The Role of Science in Cybercrime Prevention and Computer Security - July 14, 2010

It is our pleasure to host this distinguished lecture by  Prof. Aad Van Moorsel, Professor in Computer Science at Newcastle University, UK. The lecture will be followed by a reception. Please feel free to forward this invitation.

The Role of Science in Cybercrime Prevention and Computer Security

Abstract: Computer users and the systems they use are vulnerable to attacks and crimes. Attackers have varying motives, be it terrorist, criminal, sexual or of a more innocent variety. Computer scientists and engineers have invented a plethora of technology solutions to protect against vulnerabilities, from PIN codes to virus scanners and firewalls. But technology alone cannot solve the problem, since human behaviour and economic incentives play as important a role. This presentation will discuss the state of the art in information security, and identify how scientists can research and improve the situation. We propose a rigorous framework that supports security decision makers with tools that take into account human behavioural and economic aspects. Such tools will allow computer administrators, enterprise officers and eventually home users to better understand and trade-off the benefits and dangers of their use of information systems.
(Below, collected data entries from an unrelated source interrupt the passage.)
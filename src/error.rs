//! Error types for the proxy and their HTTP mapping.

use axum::http::StatusCode;
use axum::response::{IntoResponse, Response};
use axum::Json;
use thiserror::Error;

#[derive(Error, Debug)]
#[non_exhaustive]
pub enum ProxyError {
    #[error("{message}")]
    ClientInput { message: String },

    #[error("Invalid or missing API key")]
    Unauthorized,

    #[error("Upstream API error ({status}): {body}")]
    Upstream { status: u16, body: String },

    #[error("Request error: {0}")]
    Transport(#[from] reqwest::Error),

    #[error("Server configuration error: {message}")]
    Config { message: String },

    #[error("Unexpected error: {message}")]
    Internal { message: String },

    #[error("IO error: {0}")]
    Io(#[from] std::io::Error),

    #[error("JSON error: {0}")]
    Json(#[from] serde_json::Error),

    #[error("TOML parse error: {0}")]
    Toml(#[from] toml::de::Error),
}

impl ProxyError {
    pub fn client_input(msg: impl Into<String>) -> Self {
        Self::ClientInput {
            message: msg.into(),
        }
    }

    pub fn upstream(status: u16, body: impl Into<String>) -> Self {
        Self::Upstream {
            status,
            body: body.into(),
        }
    }

    pub fn config(msg: impl Into<String>) -> Self {
        Self::Config {
            message: msg.into(),
        }
    }

    pub fn internal(msg: impl Into<String>) -> Self {
        Self::Internal {
            message: msg.into(),
        }
    }

    /// HTTP status this error is reported with.
    ///
    /// Upstream errors keep the provider's status; a provider status that is
    /// not a valid error code falls back to 502.
    pub fn status_code(&self) -> StatusCode {
        match self {
            Self::ClientInput { .. } => StatusCode::BAD_REQUEST,
            Self::Unauthorized => StatusCode::UNAUTHORIZED,
            Self::Upstream { status, .. } => StatusCode::from_u16(*status)
                .ok()
                .filter(|s| s.is_client_error() || s.is_server_error())
                .unwrap_or(StatusCode::BAD_GATEWAY),
            Self::Transport(e) if e.is_timeout() => StatusCode::GATEWAY_TIMEOUT,
            Self::Transport(_) => StatusCode::BAD_GATEWAY,
            Self::Config { .. }
            | Self::Internal { .. }
            | Self::Io(_)
            | Self::Json(_)
            | Self::Toml(_) => StatusCode::INTERNAL_SERVER_ERROR,
        }
    }

    /// Human-readable text for the `detail` field of error bodies.
    pub fn detail(&self) -> String {
        self.to_string()
    }
}

impl IntoResponse for ProxyError {
    fn into_response(self) -> Response {
        let status = self.status_code();
        let body = Json(serde_json::json!({ "detail": self.detail() }));
        if matches!(self, Self::Unauthorized) {
            return (status, [("www-authenticate", "ApiKey")], body).into_response();
        }
        (status, body).into_response()
    }
}

pub type Result<T> = std::result::Result<T, ProxyError>;
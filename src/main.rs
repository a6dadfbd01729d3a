use clap::Parser;
use observability_proxy::config::{config_search_paths, ProxyConfig};
use observability_proxy::trace::sink_from_config;
use observability_proxy::{build_router, AppState, Relay, TraceRecorder};
use std::path::PathBuf;
use std::sync::Arc;
use std::time::Duration;
use tracing::info;
use tracing_subscriber::{layer::SubscriberExt, util::SubscriberInitExt};

#[derive(Parser)]
#[command(
    name = "observability-proxy",
    about = "OpenRouter chat-completion proxy with generation tracing",
    version
)]
struct Cli {
    /// Path to config file (TOML)
    #[arg(short, long)]
    config: Option<PathBuf>,

    /// Port to listen on (overrides config and PORT)
    #[arg(short, long)]
    port: Option<u16>,

    /// Print config search paths and exit
    #[arg(long)]
    show_config_paths: bool,
}

#[tokio::main]
async fn main() -> anyhow::Result<()> {
    let cli = Cli::parse();

    tracing_subscriber::registry()
        .with(
            tracing_subscriber::EnvFilter::try_from_default_env()
                .unwrap_or_else(|_| "observability_proxy=info,tower_http=info".into()),
        )
        .with(tracing_subscriber::fmt::layer())
        .init();

    if cli.show_config_paths {
        println!("Config search paths:");
        for (i, path) in config_search_paths().iter().enumerate() {
            println!("  {}. {}", i + 1, path.display());
        }
        return Ok(());
    }

    let mut config = ProxyConfig::find_and_load(cli.config.as_deref())?;
    config.apply_env_overrides()?;
    if let Some(port) = cli.port {
        config.port = port;
    }

    let client = reqwest::Client::builder()
        .timeout(config.upstream.timeout())
        .build()?;

    let sink = sink_from_config(&config.traces, client.clone())?;
    let recorder = TraceRecorder::new(sink);
    let flusher =
        recorder.spawn_periodic_flush(Duration::from_secs(config.traces.flush_interval_secs.max(1)));

    let inbound_api_key = config
        .auth
        .enabled
        .then(|| config.auth.resolve_api_key());

    info!("  Upstream:  {}", config.upstream.completions_url());
    info!("  Traces:    {:?}", config.traces.sink);
    info!("  Auth:      {}", if inbound_api_key.is_some() { "x-api-key required" } else { "disabled" });
    info!("  Port:      {}", config.port);

    let state = Arc::new(AppState {
        relay: Relay::new(client, config.upstream.clone()),
        recorder: recorder.clone(),
        inbound_api_key,
    });

    let app = build_router(state);
    let bind_addr = format!("0.0.0.0:{}", config.port);
    let listener = tokio::net::TcpListener::bind(&bind_addr).await?;

    info!("Listening on http://{}", bind_addr);

    let served = axum::serve(listener, app)
        .with_graceful_shutdown(shutdown_signal())
        .await;

    flusher.abort();
    info!("Flushing trace records");
    if let Err(e) = recorder.flush().await {
        tracing::error!(error = %e, "final trace flush failed");
    }

    served?;
    Ok(())
}

async fn shutdown_signal() {
    let ctrl_c = async {
        if let Err(e) = tokio::signal::ctrl_c().await {
            tracing::error!(error = %e, "failed to listen for ctrl-c");
            std::future::pending::<()>().await;
        }
    };

    #[cfg(unix)]
    let terminate = async {
        match tokio::signal::unix::signal(tokio::signal::unix::SignalKind::terminate()) {
            Ok(mut sig) => {
                sig.recv().await;
            }
            Err(e) => {
                tracing::error!(error = %e, "failed to listen for SIGTERM");
                std::future::pending::<()>().await;
            }
        }
    };

    #[cfg(not(unix))]
    let terminate = std::future::pending::<()>();

    tokio::select! {
        _ = ctrl_c => {},
        _ = terminate => {},
    }

    info!("Shutdown signal received");
}
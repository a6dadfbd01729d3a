//! Batched export to a Langfuse-compatible ingestion endpoint.
//!
//! Each relay produces three events: `trace-create` (grouping by session id),
//! `generation-create` and `generation-update`. Events are queued in memory
//! and posted in batches of at most `batch_size` on `flush`. The queue holds
//! at most `max_queue` events; past that the oldest are dropped.

use super::{RelayTrace, TraceSink};
use crate::error::{ProxyError, Result};

use async_trait::async_trait;
use chrono::Utc;
use serde_json::{json, Value};
use std::collections::VecDeque;
use std::sync::Mutex;

const INGESTION_PATH: &str = "/api/public/ingestion";

pub const DEFAULT_MAX_QUEUE: usize = 10_000;
pub const DEFAULT_BATCH_SIZE: usize = 500;

pub struct LangfuseSink {
    client: reqwest::Client,
    url: String,
    public_key: String,
    secret_key: String,
    max_queue: usize,
    batch_size: usize,
    queue: Mutex<VecDeque<Value>>,
}

impl LangfuseSink {
    pub fn new(
        client: reqwest::Client,
        host: &str,
        public_key: impl Into<String>,
        secret_key: impl Into<String>,
    ) -> Self {
        Self {
            client,
            url: format!("{}{}", host.trim_end_matches('/'), INGESTION_PATH),
            public_key: public_key.into(),
            secret_key: secret_key.into(),
            max_queue: DEFAULT_MAX_QUEUE,
            batch_size: DEFAULT_BATCH_SIZE,
            queue: Mutex::new(VecDeque::new()),
        }
    }

    /// Override the queue cap and the per-request batch size. Both are at
    /// least one.
    pub fn with_limits(mut self, max_queue: usize, batch_size: usize) -> Self {
        self.max_queue = max_queue.max(1);
        self.batch_size = batch_size.max(1);
        self
    }

    pub fn pending(&self) -> usize {
        self.queue.lock().map(|q| q.len()).unwrap_or_default()
    }

    fn enqueue(&self, kind: &str, body: Value) {
        let event = json!({
            "id": uuid::Uuid::new_v4().to_string(),
            "timestamp": Utc::now().to_rfc3339(),
            "type": kind,
            "body": body,
        });
        if let Ok(mut queue) = self.queue.lock() {
            queue.push_back(event);
            self.enforce_cap(&mut queue);
        }
    }

    fn take_batch(&self) -> Vec<Value> {
        self.queue
            .lock()
            .map(|mut q| {
                let n = q.len().min(self.batch_size);
                q.drain(..n).collect()
            })
            .unwrap_or_default()
    }

    /// Put an unsent batch back ahead of newer events.
    fn requeue(&self, batch: Vec<Value>) {
        if let Ok(mut queue) = self.queue.lock() {
            for event in batch.into_iter().rev() {
                queue.push_front(event);
            }
            self.enforce_cap(&mut queue);
        }
    }

    fn enforce_cap(&self, queue: &mut VecDeque<Value>) {
        let excess = queue.len().saturating_sub(self.max_queue);
        if excess > 0 {
            queue.drain(..excess);
            tracing::warn!(
                dropped = excess,
                max_queue = self.max_queue,
                "trace queue full, dropped oldest events"
            );
        }
    }

    async fn post(&self, batch: &[Value]) -> Result<()> {
        let response = self
            .client
            .post(&self.url)
            .basic_auth(&self.public_key, Some(&self.secret_key))
            .json(&json!({ "batch": batch }))
            .send()
            .await?;

        let status = response.status();
        if !status.is_success() {
            let body = response.text().await.unwrap_or_default();
            return Err(ProxyError::upstream(status.as_u16(), body));
        }
        Ok(())
    }
}

#[async_trait]
impl TraceSink for LangfuseSink {
    fn generation_started(&self, trace: &RelayTrace) {
        self.enqueue(
            "trace-create",
            json!({
                "id": trace.id,
                "name": trace.name,
                "sessionId": trace.correlation_id,
                "timestamp": trace.started_at.to_rfc3339(),
            }),
        );
        self.enqueue(
            "generation-create",
            json!({
                "id": trace.id,
                "traceId": trace.id,
                "name": trace.name,
                "model": trace.model,
                "input": trace.input,
                "metadata": trace.metadata,
                "startTime": trace.started_at.to_rfc3339(),
            }),
        );
    }

    fn generation_finished(&self, trace: &RelayTrace) {
        let (level, status_message) = match &trace.status {
            super::TraceStatus::Error { message } => ("ERROR", Some(message.as_str())),
            _ => ("DEFAULT", None),
        };
        self.enqueue(
            "generation-update",
            json!({
                "id": trace.id,
                "traceId": trace.id,
                "endTime": trace.ended_at.map(|t| t.to_rfc3339()),
                "output": trace.output,
                "usage": trace.usage,
                "level": level,
                "statusMessage": status_message,
            }),
        );
    }

    /// Send queued events batch by batch. Stops at the first failure and
    /// keeps that batch and everything after it for the next flush.
    async fn flush(&self) -> Result<()> {
        let mut sent = 0;
        loop {
            let batch = self.take_batch();
            if batch.is_empty() {
                break;
            }
            if let Err(e) = self.post(&batch).await {
                self.requeue(batch);
                return Err(e);
            }
            sent += batch.len();
        }

        if sent > 0 {
            tracing::debug!(events = sent, "flushed trace events");
        }
        Ok(())
    }
}
//! In-process sinks.

use super::{RelayTrace, TraceSink};
use crate::error::Result;

use async_trait::async_trait;
use std::sync::atomic::{AtomicUsize, Ordering};
use std::sync::Mutex;

/// Discards every record.
pub struct NoopSink;

impl TraceSink for NoopSink {
    fn generation_started(&self, _trace: &RelayTrace) {}

    fn generation_finished(&self, _trace: &RelayTrace) {}
}

/// Emits each record as a structured `tracing` event.
pub struct LogSink;

impl TraceSink for LogSink {
    fn generation_started(&self, trace: &RelayTrace) {
        tracing::info!(
            trace_id = %trace.id,
            model = %trace.model,
            session_id = trace.correlation_id.as_deref().unwrap_or("-"),
            messages = trace.input.len(),
            stream = %trace.metadata["stream"],
            "generation started"
        );
    }

    fn generation_finished(&self, trace: &RelayTrace) {
        let elapsed_ms = trace
            .ended_at
            .map(|end| (end - trace.started_at).num_milliseconds())
            .unwrap_or_default();
        let usage = trace
            .usage
            .as_ref()
            .map(ToString::to_string)
            .unwrap_or_default();

        if trace.is_error() {
            tracing::warn!(
                trace_id = %trace.id,
                model = %trace.model,
                status = ?trace.status,
                output_chars = trace.output.len(),
                elapsed_ms,
                "generation failed"
            );
        } else {
            tracing::info!(
                trace_id = %trace.id,
                model = %trace.model,
                output_chars = trace.output.len(),
                usage = %usage,
                elapsed_ms,
                "generation completed"
            );
        }
    }
}

/// Keeps every record in memory. Useful in tests and when embedding the
/// proxy in another process.
#[derive(Default)]
pub struct MemorySink {
    started: Mutex<Vec<RelayTrace>>,
    finished: Mutex<Vec<RelayTrace>>,
    flushes: AtomicUsize,
}

impl MemorySink {
    pub fn new() -> Self {
        Self::default()
    }

    pub fn started(&self) -> Vec<RelayTrace> {
        self.started.lock().map(|v| v.clone()).unwrap_or_default()
    }

    pub fn finished(&self) -> Vec<RelayTrace> {
        self.finished.lock().map(|v| v.clone()).unwrap_or_default()
    }

    pub fn flush_count(&self) -> usize {
        self.flushes.load(Ordering::SeqCst)
    }
}

#[async_trait]
impl TraceSink for MemorySink {
    fn generation_started(&self, trace: &RelayTrace) {
        if let Ok(mut started) = self.started.lock() {
            started.push(trace.clone());
        }
    }

    fn generation_finished(&self, trace: &RelayTrace) {
        if let Ok(mut finished) = self.finished.lock() {
            finished.push(trace.clone());
        }
    }

    async fn flush(&self) -> Result<()> {
        self.flushes.fetch_add(1, Ordering::SeqCst);
        Ok(())
    }
}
Aad van Moorsel is a Professor in Computer Science at Newcastle University, UK. He worked in industry from 1996 until 2003, first as a researcher at Bell Labs/Lucent Technologies in Murray Hill and then as a research manager at Hewlett-Packard Labs in Palo Alto. He received his PhD in computer science from Universiteit Twente in The Netherlands (1993) and has a Masters in mathematics from Universiteit Leiden, also in The Netherlands. After finishing his PhD he was a postdoc at the University of Illinois at Urbana-Champaign, Illinois, USA, for two years. He has worked in a variety of areas, from performance modelling to systems management, from web services to cloud computing and on issues of security and trust. His current research agenda aims at establishing an intelligent enterprise, with a specific focus on trust, privacy and security. The goal is to provide tools to improve IT decision making, if possible based on objective, quantitative methods, eventually fully automated. This involves mathematical modelling, algorithms and service-oriented software implementations. The recent research is highly interdisciplinary, using ideas from social and business sciences, to gain a deeper understanding of issues of trust in, for instance, cloud computing. DTI, EPSRC and EU-funded collaborations are ongoing with Hewlett-Packard, Merrill-Lynch, Imperial College, Aberdeen, Bath, UCL, various universities throughout Europe, and the Business School as well as the Medical School in Newcastle.